Pasteur’s scientific work goes beyond pasteurization. Before the groundbreaking work on vaccines and microbial fermentation, he was portrait artist, and a very talented one. At 13 his mother asked him to paint her portrait and from there his interest and talent grew. He painted stunning and bold portraits of his friends and family, the collection of which you can view here.
Carl Jung’s artistic output was so prolific it could be compared to his output of psycho-analytical work. He described his engagement in art as a necessary “right of entry” into his scientific work2.
Physics Laureate Werner Heisenberg, whose work in quantum mechanics and atomic particles changed the course of history, was also an accomplished pianist. It was the complex patterns and structures of music that first intrigued the young Heisenberg before those of quantum mechanics did. All these scientists were benefiting from the skills of a polymath.
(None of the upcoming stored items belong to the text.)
//! A fixed-size slice allocator over process-local or shared memory arenas.
//!
//! This crate serves workloads that allocate and free many records of one size at a high rate
//! (connection slots, buffers, session objects) and want every operation to be *O*(1), to never
//! search, and to keep working when the memory is shared with forked or cooperating processes.
//!
//! # Usage
//! ```toml
//! [dependencies]
//! rusty_fixedpool = "0.1"
//! ```
//!
//! ```
//! use rusty_fixedpool::FixedPool;
//! use rusty_fixedpool::arena::MmapProvider;
//!
//! // 4 slots of 16 bytes in an anonymous shared mapping.
//! let mut pool = FixedPool::new(MmapProvider::new(), 4, 16).unwrap();
//!
//! let mut slot = pool.allocate().unwrap();
//! pool.payload_mut(&mut slot)[..5].copy_from_slice(b"hello");
//! assert_eq!(&pool.payload(&slot)[..5], b"hello");
//!
//! pool.free(slot);
//! pool.destroy().unwrap();
//! ```
//!
//! # Allocators
//! Two allocators are exported by this crate - [`FixedPool`] and [`SyncFixedPool`].
//! Use [`FixedPool`] from a single thread (or one per worker),
//! [`SyncFixedPool`] is just a `Mutex` wrapper over it to allow for multithreading.
//!
//! Neither one synchronises *processes*. Processes sharing an arena should each own
//! disjoint pools, or bring their own cross-process lock around allocate/free.
//!
//! # Mode of operation
//! The pool uses one doubly-linked list, the [chain](#chain), holding every slot:
//! - On allocation the slot at the head of the chain is inspected. If it is free it is
//!   marked busy and moved to the tail. If it is busy, no free slot exists anywhere and
//!   the allocation fails immediately.
//! - On deallocation the slot is marked free and moved to the head.
//!
//! Below is a list of the abstractions used by the pool for operating on the arena:
//!
//! ## Arena
//! The arena is one contiguous block handed out by a [provider](#providers).
//! It starts with a pool header (slot size, slot count, in-use count, head and tail)
//! followed by the slots:
//!
//! ```text
//! ┌─────────────┬────────────────────┬────────────────────┬─────┐
//! │ PoolHeader  │ Slot 0             │ Slot 1             │ ... │
//! │             │ header │ payload   │ header │ payload   │     │
//! └─────────────┴────────────────────┴────────────────────┴─────┘
//! ```
//!
//! Everything the pool mutates lives in the arena, so a forked child or a process that
//! [`attach`](FixedPool::attach)es the same segment sees the same pool.
//!
//! ## Slots
//! A slot is a small header (previous link, next link, busy flag) followed by the payload.
//! Links are slot indices rather than addresses, so they stay valid wherever each process
//! maps the arena. Callers never see slot headers: they hold a [`SliceHandle`] and reach
//! the payload through it.
//!
//! ## Chain
//! The chain is split into a *free prefix* starting at the head and a *busy suffix* ending
//! at the tail. Allocation moves the head slot to the tail and deallocation moves a slot to
//! the head, so the split is never broken and finding a free slot never takes a search.
//!
//! ## Providers
//! A provider is the pool's source of memory. The pool is generic over it, and anything that
//! implements [`Provider`] can back a pool:
//! - [`LocalProvider`] - process-private heap memory.
//! - [`MmapProvider`] - `mmap()` shared memory, anonymous or file-backed, optionally on huge pages.
//! - [`SysvProvider`] - System-V shared memory segments.
//!
//! The [`arena`] module also offers `malloc`-style shared allocations
//! ([`alloc_prefixed`](arena::alloc_prefixed) and friends) whose block metadata travels in a
//! header in front of the returned pointer.
//!
//! [`Provider`]: arena::Provider
//! [`LocalProvider`]: arena::LocalProvider
//! [`MmapProvider`]: arena::MmapProvider
//! [`SysvProvider`]: arena::SysvProvider

pub use crate::error::{ArenaError, PoolError};
pub use crate::pools::{FixedPool, SliceHandle, SliceInfo, SyncFixedPool};

pub mod arena;
mod chain;
pub mod error;
mod header;
pub mod pools;
mod util;
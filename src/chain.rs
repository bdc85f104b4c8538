//! Defines the [`Chain`] struct, the doubly-linked list threaded through every slot header.
//!
//! The chain always holds all `N` slots of a pool. Its front is the free prefix and its
//! back is the busy suffix; the pool keeps that split intact by only ever moving slots
//! between the two ends.

use crate::header::{link, PoolHeader, SliceHeader, NIL, SLICE_HEADER_ALIGN, SLICE_HEADER_SIZE};
use crate::util::find_divisible;

/// Returns the distance between two consecutive slot headers for payloads of `slice_size`
/// bytes, or `None` if it overflows.
#[inline]
pub fn stride_for(slice_size: usize) -> Option<usize> {
    find_divisible(SLICE_HEADER_SIZE.checked_add(slice_size)?, SLICE_HEADER_ALIGN)
}

/// A view over the pool header and slot headers of an arena.
#[derive(Debug, Clone, Copy)]
pub struct Chain {
    pool: *mut PoolHeader,
    slots: *mut u8,
    stride: usize,
}

impl Chain {
    #[inline]
    pub const fn new(pool: *mut PoolHeader, slots: *mut u8, stride: usize) -> Self {
        Chain {
            pool,
            slots,
            stride,
        }
    }

    /// Writes a fresh pool header and links all `slice_num` slots in address order.
    /// This operation has a time complexity of *O*(N).
    ///
    /// # Safety
    /// This function is unsafe since it assumes that the pool header and `slice_num` slots
    /// of `self.stride` bytes are writable and not in use.
    pub unsafe fn init(&mut self, slice_size: u32, slice_num: u32) {
        debug_assert!(slice_num > 0 && slice_num != NIL);
        debug_assert_eq!(self.pool as usize % SLICE_HEADER_ALIGN, 0);
        debug_assert_eq!(self.slots as usize % SLICE_HEADER_ALIGN, 0);

        self.pool.write(PoolHeader::new(slice_size, slice_num));
        for i in 0..slice_num {
            let prev = i.checked_sub(1);
            let next = (i + 1 < slice_num).then_some(i + 1);
            self.slot(i).write(SliceHeader::new(prev, next));
        }
    }

    #[inline(always)]
    pub fn pool(&self) -> *mut PoolHeader {
        self.pool
    }

    /// Returns a pointer to the header of slot `index`.
    ///
    /// # Safety
    /// `index` must be below the pool's slot count.
    #[inline(always)]
    pub unsafe fn slot(&self, index: u32) -> *mut SliceHeader {
        self.slots.add(index as usize * self.stride).cast()
    }

    /// Unlinks slot `index` from wherever it sits in the chain.
    /// This operation has a time complexity of *O*(1).
    ///
    /// # Safety
    /// The chain must hold at least two slots and `index` must be one of them.
    pub unsafe fn remove(&mut self, index: u32) {
        let slot = self.slot(index);
        let prev = (*slot).prev();
        let next = (*slot).next();
        debug_assert!(prev.is_some() || next.is_some(), "Chain should not become empty.");

        match prev {
            None => (*self.pool).head = link(next),
            Some(p) => (*self.slot(p)).next = link(next),
        }
        match next {
            None => (*self.pool).tail = link(prev),
            Some(n) => (*self.slot(n)).prev = link(prev),
        }
    }

    /// Links the detached slot `index` in front of the current head.
    /// This operation has a time complexity of *O*(1).
    ///
    /// # Safety
    /// `index` must have been unlinked with [`remove`](Chain::remove) and the chain must not be empty.
    pub unsafe fn push_front(&mut self, index: u32) {
        let head = (*self.pool).head;
        let slot = self.slot(index);
        (*slot).prev = NIL;
        (*slot).next = head;
        (*self.slot(head)).prev = index;
        (*self.pool).head = index;
    }

    /// Links the detached slot `index` behind the current tail.
    /// This operation has a time complexity of *O*(1).
    ///
    /// # Safety
    /// `index` must have been unlinked with [`remove`](Chain::remove) and the chain must not be empty.
    pub unsafe fn push_back(&mut self, index: u32) {
        let tail = (*self.pool).tail;
        let slot = self.slot(index);
        (*slot).next = NIL;
        (*slot).prev = tail;
        (*self.slot(tail)).next = index;
        (*self.pool).tail = index;
    }
}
Benefits to Thinking like a Polymath
- Innovation. Research has shown that the most impactful scientific studies were executed by teams with diverse fields of experience. This research also found that, while 90% of their citations were from resources in their field, the remaining 10% were from fields normally considered completely unrelated1. If creativity is the application of multiple sets of knowledge in unique ways to achieve novel results, one must engage in some degree of the polymathic components of breadth, depth, and integration of knowledge to demonstrate creativity.
- Complex tasks require a multidisciplinary approach. Think about all the different skills or knowledge that goes into the design and construction of a major building or bridge. Because their brains need to delve into new and diverse fields regularly, polymaths may often have better faculties to improve productivity, efficiency, creativity, and resource management3.
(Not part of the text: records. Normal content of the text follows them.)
#[test]
fn test_1() {
    let _guard = init();
    let mut pool = FixedPool::new(LocalProvider, 4, 16).unwrap();
    assert_eq!(pool.capacity(), 4);
    assert_eq!(pool.slice_size(), 16);

    let mut handles: Vec<SliceHandle> = (0..4).map(|_| pool.allocate().unwrap()).collect();
    let addrs: HashSet<usize> = handles
        .iter()
        .map(|h| pool.payload_ptr(h).as_ptr() as usize)
        .collect();
    assert_eq!(addrs.len(), 4, "Addresses should be distinct.");
    for h in &handles {
        assert!(in_block(&pool, pool.payload_ptr(h), 16));
    }
    assert_eq!(pool.in_use(), 4);

    assert!(pool.allocate().is_none());
    assert!(pool.is_exhausted());
    assert_eq!(pool.in_use(), 4);

    let second = handles.remove(1);
    let second_addr = pool.payload_ptr(&second);
    pool.free(second);
    assert_eq!(pool.in_use(), 3);

    let again = pool.allocate().unwrap();
    assert_eq!(pool.payload_ptr(&again), second_addr);
    assert_eq!(pool.in_use(), 4);
    pool.verify().unwrap();
}

#[test]
fn test_2() {
    fn check<P: Provider>(provider: P) {
        let mut pool = FixedPool::new(provider, 8, 24).unwrap();
        let mut handles: Vec<SliceHandle> = (0..8).map(|_| pool.allocate().unwrap()).collect();
        assert!(pool.allocate().is_none());
        pool.verify().unwrap();

        pool.free(handles.swap_remove(5));
        assert!(!pool.is_exhausted());
        handles.push(pool.allocate().unwrap());
        assert!(pool.allocate().is_none());
        pool.verify().unwrap();
    }
    check(LocalProvider);
    check(MmapProvider::new());
    check(SysvProvider::private());
}

#[test]
fn test_3() {
    let mut pool = FixedPool::new(LocalProvider, 3, 8).unwrap();
    let a = pool.allocate().unwrap();
    let b = pool.allocate().unwrap();
    let c = pool.allocate().unwrap();
    let addrs: HashSet<usize> = [&a, &b, &c]
        .iter()
        .map(|h| pool.payload_ptr(h).as_ptr() as usize)
        .collect();

    pool.free(b);
    pool.verify().unwrap();
    pool.free(a);
    pool.verify().unwrap();
    pool.free(c);
    pool.verify().unwrap();
    assert_eq!(pool.in_use(), 0);
    assert_eq!(split(&pool), (3, 0));

    let again: Vec<SliceHandle> = (0..3).map(|_| pool.allocate().unwrap()).collect();
    let again_addrs: HashSet<usize> = again
        .iter()
        .map(|h| pool.payload_ptr(h).as_ptr() as usize)
        .collect();
    assert_eq!(addrs, again_addrs);
}

#[test]
fn test_4() {
    let mut pool = FixedPool::new(MmapProvider::new(), 16, 40).unwrap();
    let mut handles: Vec<SliceHandle> = (0..16).map(|_| pool.allocate().unwrap()).collect();
    for (i, h) in handles.iter_mut().enumerate() {
        let payload = pool.payload_mut(h);
        assert_eq!(payload.len(), 40);
        payload.fill(i as u8);
    }

    // Free every other slot and reuse it with different contents.
    let odd: Vec<SliceHandle> = (0..8).map(|i| handles.remove(i + 1)).collect();
    for h in odd {
        pool.free(h);
    }
    for _ in 0..8 {
        let mut h = pool.allocate().unwrap();
        pool.payload_mut(&mut h).fill(0xFF);
    }

    for (h, i) in handles.iter().zip((0..16).step_by(2)) {
        assert!(
            pool.payload(h).iter().all(|&b| b == i as u8),
            "Payload of slot {} was overwritten.",
            h.index()
        );
    }
}

#[test]
fn test_5() {
    const N: usize = 32;
    let mut pool = FixedPool::new(LocalProvider, N, 8).unwrap();
    let mut rng = StdRng::seed_from_u64(0x5EED);
    let mut live: Vec<SliceHandle> = vec![];

    for _ in 0..5_000 {
        if rng.gen_bool(0.55) {
            match pool.allocate() {
                Some(h) => live.push(h),
                None => assert_eq!(live.len(), N),
            }
        } else if !live.is_empty() {
            let i = rng.gen_range(0..live.len());
            pool.free(live.swap_remove(i));
        }

        pool.verify().unwrap();
        let (free, busy) = split(&pool);
        assert_eq!(free + busy, N);
        assert_eq!(free, N - pool.in_use());
        assert_eq!(live.len(), pool.in_use());
    }
}

#[test]
fn test_6() {
    let mut pool = FixedPool::new(LocalProvider, 1, 64).unwrap();
    let h = pool.allocate().unwrap();
    assert_eq!(h.index(), 0);
    assert!(pool.allocate().is_none());
    pool.free(h);
    assert_eq!(pool.in_use(), 0);
    pool.verify().unwrap();

    let h = pool.allocate().unwrap();
    assert_eq!(h.index(), 0);
    pool.verify().unwrap();
}

#[test]
fn test_7() {
    let _guard = init();
    let block = create_local(1024).unwrap();
    let pool = FixedPool::with_block(LocalProvider, block, 16).unwrap();
    // 32-byte slots after a 24-byte pool header.
    assert_eq!(pool.capacity(), (1024 - POOL_HEADER_SIZE) / 32);
    pool.verify().unwrap();
}

#[test]
fn test_8() {
    let provider = CountingProvider::default();
    let block = provider.create(POOL_HEADER_SIZE + 8).unwrap();
    let err = FixedPool::with_block(provider.clone(), block, 16).unwrap_err();
    assert!(matches!(err, PoolError::ZeroCapacity { .. }));
    assert_eq!(provider.releases(), 1, "The block should go back to the provider.");
}

#[test]
fn test_9() {
    let provider = CountingProvider::default();
    let mut pool = FixedPool::new(provider.clone(), 4, 8).unwrap();
    let _h = pool.allocate().unwrap();
    pool.destroy().unwrap();
    assert_eq!(provider.releases(), 1);

    {
        let _pool = FixedPool::new(provider.clone(), 4, 8).unwrap();
    }
    assert_eq!(provider.releases(), 2);
}
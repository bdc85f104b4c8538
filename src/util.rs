//! Utility functions.

/// Returns the smallest (in address) `align`-aligned pointer
/// with an address greater or equal to that of `ptr`
/// or `None` if no such pointer exists.
///
/// # Panics
/// Panics if `align` is not a power-of-two.
#[inline]
pub(crate) fn find_aligned(ptr: *const u8, align: usize) -> Option<*const u8> {
    let offset = ptr.align_offset(align);
    debug_assert_ne!(
        offset,
        usize::MAX,
        "align_offset() on a *const u8 should never fail."
    );
    if usize::MAX - offset < ptr as usize {
        return None;
    }
    Some(ptr.wrapping_add(offset))
}

/// Returns the smallest integer `z` such that `z ≥ x` and `z = y.k` for some integer `k`.
/// or `None` if that integer can not be contained in a `usize`.
///
/// # Panics
/// Panics if `y` is 0.
#[inline]
pub(crate) fn find_divisible(x: usize, y: usize) -> Option<usize> {
    if x % y == 0 {
        Some(x)
    } else {
        ((x / y) * y).checked_add(y)
    }
}
//! Error types for arena providers and pools.

use std::error::Error;
use std::fmt;
use std::io;

/// Errors raised while creating or releasing an arena block.
#[derive(Debug)]
pub enum ArenaError {
    /// A block of zero bytes (or one whose size overflows once a header is added) was requested.
    InvalidSize {
        /// Number of bytes requested.
        size: usize,
    },
    /// `mmap()` (or opening the map file) failed.
    MapFailed(io::Error),
    /// A System-V call failed.
    SegmentFailed {
        /// The failing call, e.g. `"shmget"`.
        op: &'static str,
        source: io::Error,
    },
    /// The process heap refused the allocation.
    OutOfMemory {
        /// Number of bytes requested.
        size: usize,
    },
    /// Releasing a block failed.
    ReleaseFailed(io::Error),
}

impl fmt::Display for ArenaError {
    fn fmt(&self, f: &mut fmt::Formatter<'_>) -> fmt::Result {
        match self {
            Self::InvalidSize { size } => write!(f, "invalid arena size: {size} bytes"),
            Self::MapFailed(e) => write!(f, "mmap() failed: {e}"),
            Self::SegmentFailed { op, source } => write!(f, "{op}() failed: {source}"),
            Self::OutOfMemory { size } => write!(f, "out of memory: requested {size} bytes"),
            Self::ReleaseFailed(e) => write!(f, "failed to release arena: {e}"),
        }
    }
}

impl Error for ArenaError {
    fn source(&self) -> Option<&(dyn Error + 'static)> {
        match self {
            Self::MapFailed(e) | Self::ReleaseFailed(e) => Some(e),
            Self::SegmentFailed { source, .. } => Some(source),
            _ => None,
        }
    }
}

/// Errors raised by [`FixedPool`](crate::pools::FixedPool) construction and the raw free path.
#[derive(Debug)]
pub enum PoolError {
    /// The backing arena could not be created.
    Arena(ArenaError),
    /// The geometry leaves room for no slot at all.
    ZeroCapacity {
        /// Usable bytes after the pool header.
        usable: usize,
        /// Bytes taken by one slot (header + payload, aligned).
        stride: usize,
    },
    /// The payload size does not fit the in-band header fields.
    SliceTooLarge {
        /// Requested payload size.
        slice_size: usize,
    },
    /// More slots than an index link can address.
    TooManySlices {
        /// Requested slot count.
        slice_num: usize,
    },
    /// `attach()` found no initialised pool at the front of the block.
    NotAPool,
    /// `attach()` found a pool header that does not fit the block.
    GeometryMismatch {
        /// Bytes the header's geometry needs.
        required: usize,
        /// Bytes the block actually has.
        available: usize,
    },
    /// A payload pointer outside the slot region, or not on a slot boundary, was freed.
    InvalidFree {
        /// Address passed to the free call.
        addr: usize,
    },
    /// The slot chain violates the free-prefix/busy-suffix invariant.
    Corrupted {
        /// Slot at which the violation was detected.
        index: u32,
        reason: &'static str,
    },
}

impl fmt::Display for PoolError {
    fn fmt(&self, f: &mut fmt::Formatter<'_>) -> fmt::Result {
        match self {
            Self::Arena(e) => write!(f, "arena error: {e}"),
            Self::ZeroCapacity { usable, stride } => write!(
                f,
                "no slot fits: {usable} usable bytes, {stride} bytes per slot"
            ),
            Self::SliceTooLarge { slice_size } => {
                write!(f, "slice size {slice_size} is too large")
            }
            Self::TooManySlices { slice_num } => {
                write!(f, "slice count {slice_num} is too large")
            }
            Self::NotAPool => write!(f, "block does not contain an initialised pool"),
            Self::GeometryMismatch {
                required,
                available,
            } => write!(
                f,
                "pool geometry needs {required} bytes, block has {available} bytes"
            ),
            Self::InvalidFree { addr } => write!(f, "invalid free of address {addr:#x}"),
            Self::Corrupted { index, reason } => {
                write!(f, "slot chain corrupted at slot {index}: {reason}")
            }
        }
    }
}

impl Error for PoolError {
    fn source(&self) -> Option<&(dyn Error + 'static)> {
        match self {
            Self::Arena(e) => Some(e),
            _ => None,
        }
    }
}

impl From<ArenaError> for PoolError {
    fn from(e: ArenaError) -> Self {
        Self::Arena(e)
    }
}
- Non-bias. Bias is hard to avoid, no matter who you are, but research has found that those engaged or advanced in a numbers of fields (polymaths) are more open to differing perspectives, new ideas and approaches to problems. On the other hand, specialists in one field tend to follow typically engage in groupthink. As Aristotle said, “It’s the mark of an educated mind to be able to entertain a thought without accepting it.”
- Contentment. Polymaths, who get to engage on a range of different of different subjects and skills sets are constantly stimulated and challenged. Variety is the spice of life, of course, but it goes deeper. When there’s always new project that piques your interest, you’re never stuck in a rut or bored. For this reason, polymaths often have extended motivation, their willingness to expend effort is constantly renewed by pursuing meaningful objectives3.
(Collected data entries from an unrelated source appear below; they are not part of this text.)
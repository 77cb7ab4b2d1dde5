use rand::Rng;

pub const SHARE_ID_LEN: usize = 10;

const ALPHABET: &[u8] = b"ABCDEFGHIJKLMNOPQRSTUVWXYZabcdefghijklmnopqrstuvwxyz0123456789_-";

/// Random URL-safe share identifier (64^10 possibilities).
pub fn generate_share_id() -> String {
    let mut rng = rand::rng();
    (0..SHARE_ID_LEN)
        .map(|_| ALPHABET[rng.random_range(0..ALPHABET.len())] as char)
        .collect()
}

#[cfg(test)]
mod tests {
    use super::*;
    use std::collections::HashSet;

    #[test]
    fn share_id_has_fixed_length_and_url_safe_chars() {
        for _ in 0..100 {
            let id = generate_share_id();
            assert_eq!(id.len(), SHARE_ID_LEN);
            assert!(id.bytes().all(|b| ALPHABET.contains(&b)));
        }
    }

    #[test]
    fn share_ids_do_not_repeat_in_practice() {
        let ids: HashSet<String> = (0..1000).map(|_| generate_share_id()).collect();
        assert_eq!(ids.len(), 1000);
    }
}
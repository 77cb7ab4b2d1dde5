pub mod paste;
pub mod user;
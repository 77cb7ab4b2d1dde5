use std::env;
use std::str::FromStr;
use std::time::Duration;
use tracing::warn;

pub const DEFAULT_JWT_SECRET: &str = "your-secret-key-change-in-production";

/// `max_requests` per `window`, per client IP.
#[derive(Debug, Clone, Copy, PartialEq, Eq)]
pub struct RateLimit {
    pub max_requests: u32,
    pub window: Duration,
}

#[derive(Debug, Clone)]
pub struct Config {
    pub host: String,
    pub port: u16,
    pub db_path: String,
    pub jwt_secret: String,
    pub public_base_url: Option<String>,
    pub admin_username: Option<String>,
    pub admin_password: Option<String>,
    pub auth_rate_limit: RateLimit,
    pub paste_rate_limit: RateLimit,
    pub api_rate_limit: RateLimit,
}

impl Config {
    pub fn from_env() -> Self {
        Self::from_lookup(|key| env::var(key).ok())
    }

    pub fn from_lookup(lookup: impl Fn(&str) -> Option<String>) -> Self {
        let string = |key: &str, default: &str| lookup(key).unwrap_or_else(|| default.to_string());
        let optional = |key: &str| lookup(key).filter(|v| !v.trim().is_empty());
        let rate_limit = |prefix: &str, max: u32, window_secs: u64| RateLimit {
            max_requests: parsed(&lookup, &format!("{prefix}_RATE_LIMIT"), max),
            window: Duration::from_secs(parsed(
                &lookup,
                &format!("{prefix}_RATE_WINDOW_SECS"),
                window_secs,
            )),
        };

        Config {
            host: string("HOST", "127.0.0.1"),
            port: parsed(&lookup, "PORT", 8080),
            db_path: string("DB_PATH", "./data/pastebin.redb"),
            jwt_secret: string("JWT_SECRET", DEFAULT_JWT_SECRET),
            public_base_url: optional("PUBLIC_BASE_URL").map(|url| url.trim_end_matches('/').to_string()),
            admin_username: optional("ADMIN_USERNAME"),
            admin_password: optional("ADMIN_PASSWORD"),
            auth_rate_limit: rate_limit("AUTH", 5, 15 * 60),
            paste_rate_limit: rate_limit("PASTE", 20, 60 * 60),
            api_rate_limit: rate_limit("API", 100, 15 * 60),
        }
    }

    pub fn bind_address(&self) -> String {
        format!("{}:{}", self.host, self.port)
    }

    pub fn jwt_uses_default(&self) -> bool {
        self.jwt_secret == DEFAULT_JWT_SECRET
    }
}

fn parsed<T: FromStr + Copy>(lookup: &impl Fn(&str) -> Option<String>, key: &str, default: T) -> T {
    match lookup(key) {
        Some(raw) => raw.trim().parse().unwrap_or_else(|_| {
            warn!(key, value = %raw, "Ignoring unparsable config value");
            default
        }),
        None => default,
    }
}

#[cfg(test)]
mod tests {
    use super::*;
    use std::collections::HashMap;

    fn config(pairs: &[(&str, &str)]) -> Config {
        let vars: HashMap<String, String> = pairs
            .iter()
            .map(|(k, v)| (k.to_string(), v.to_string()))
            .collect();
        Config::from_lookup(|key| vars.get(key).cloned())
    }

    #[test]
    fn defaults_apply_when_unset() {
        let config = config(&[]);
        assert_eq!(config.bind_address(), "127.0.0.1:8080");
        assert_eq!(config.db_path, "./data/pastebin.redb");
        assert!(config.jwt_uses_default());
        assert!(config.public_base_url.is_none());
        assert_eq!(
            config.auth_rate_limit,
            RateLimit {
                max_requests: 5,
                window: Duration::from_secs(900)
            }
        );
        assert_eq!(config.paste_rate_limit.max_requests, 20);
        assert_eq!(config.paste_rate_limit.window, Duration::from_secs(3600));
        assert_eq!(config.api_rate_limit.max_requests, 100);
    }

    #[test]
    fn values_are_read_from_lookup() {
        let config = config(&[
            ("PORT", "9000"),
            ("JWT_SECRET", "s3cret"),
            ("PUBLIC_BASE_URL", "https://paste.example.com/"),
            ("ADMIN_USERNAME", "root"),
            ("PASTE_RATE_LIMIT", "3"),
        ]);
        assert_eq!(config.port, 9000);
        assert!(!config.jwt_uses_default());
        assert_eq!(config.public_base_url.as_deref(), Some("https://paste.example.com"));
        assert_eq!(config.admin_username.as_deref(), Some("root"));
        assert!(config.admin_password.is_none());
        assert_eq!(config.paste_rate_limit.max_requests, 3);
    }

    #[test]
    fn bad_numbers_fall_back_to_defaults() {
        let config = config(&[("PORT", "eighty"), ("AUTH_RATE_LIMIT", "-1")]);
        assert_eq!(config.port, 8080);
        assert_eq!(config.auth_rate_limit.max_requests, 5);
    }

    #[test]
    fn blank_optionals_are_none() {
        let config = config(&[("ADMIN_USERNAME", "  ")]);
        assert!(config.admin_username.is_none());
    }
}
- Interpersonal/social skills. Forget this ‘smartest person in the room mentality,’ everyone hates that guy. What truly impresses and engages people is someone who can hold a discourse in a range of topics, in particular, the top that they are interested in. Polymaths are more likely to know enough about that field to have a great conversation without dominating it.
Now more than ever we need our students to have a diverse and adaptable skillset. Jobs are becoming more multi-faceted and work itself is moving towards more of a ‘gig economy’. Our students will need to draw on a wide range of fields and skills in order be successful in the jobs of the future.
Imagine how far our students could take their scientific inquiry if they were also able to regularly exercise their creative cognitive processes through their artistic endeavours or expand their knowledge sets dramatically using the breadth, depth, and integration. These are the approaches that make discoveries, create new ideas, fresh art and, if not the course of history, the course of a young person’s life.
We need to stop thinking about the idea of being a Poymath as something only geniuses can achieve, to a learning and lifestyle approach that values all fields of human knowledge and the links between them. Let’s show our students that being skilled in disparate fields is not only highly valuable, but achievable by many.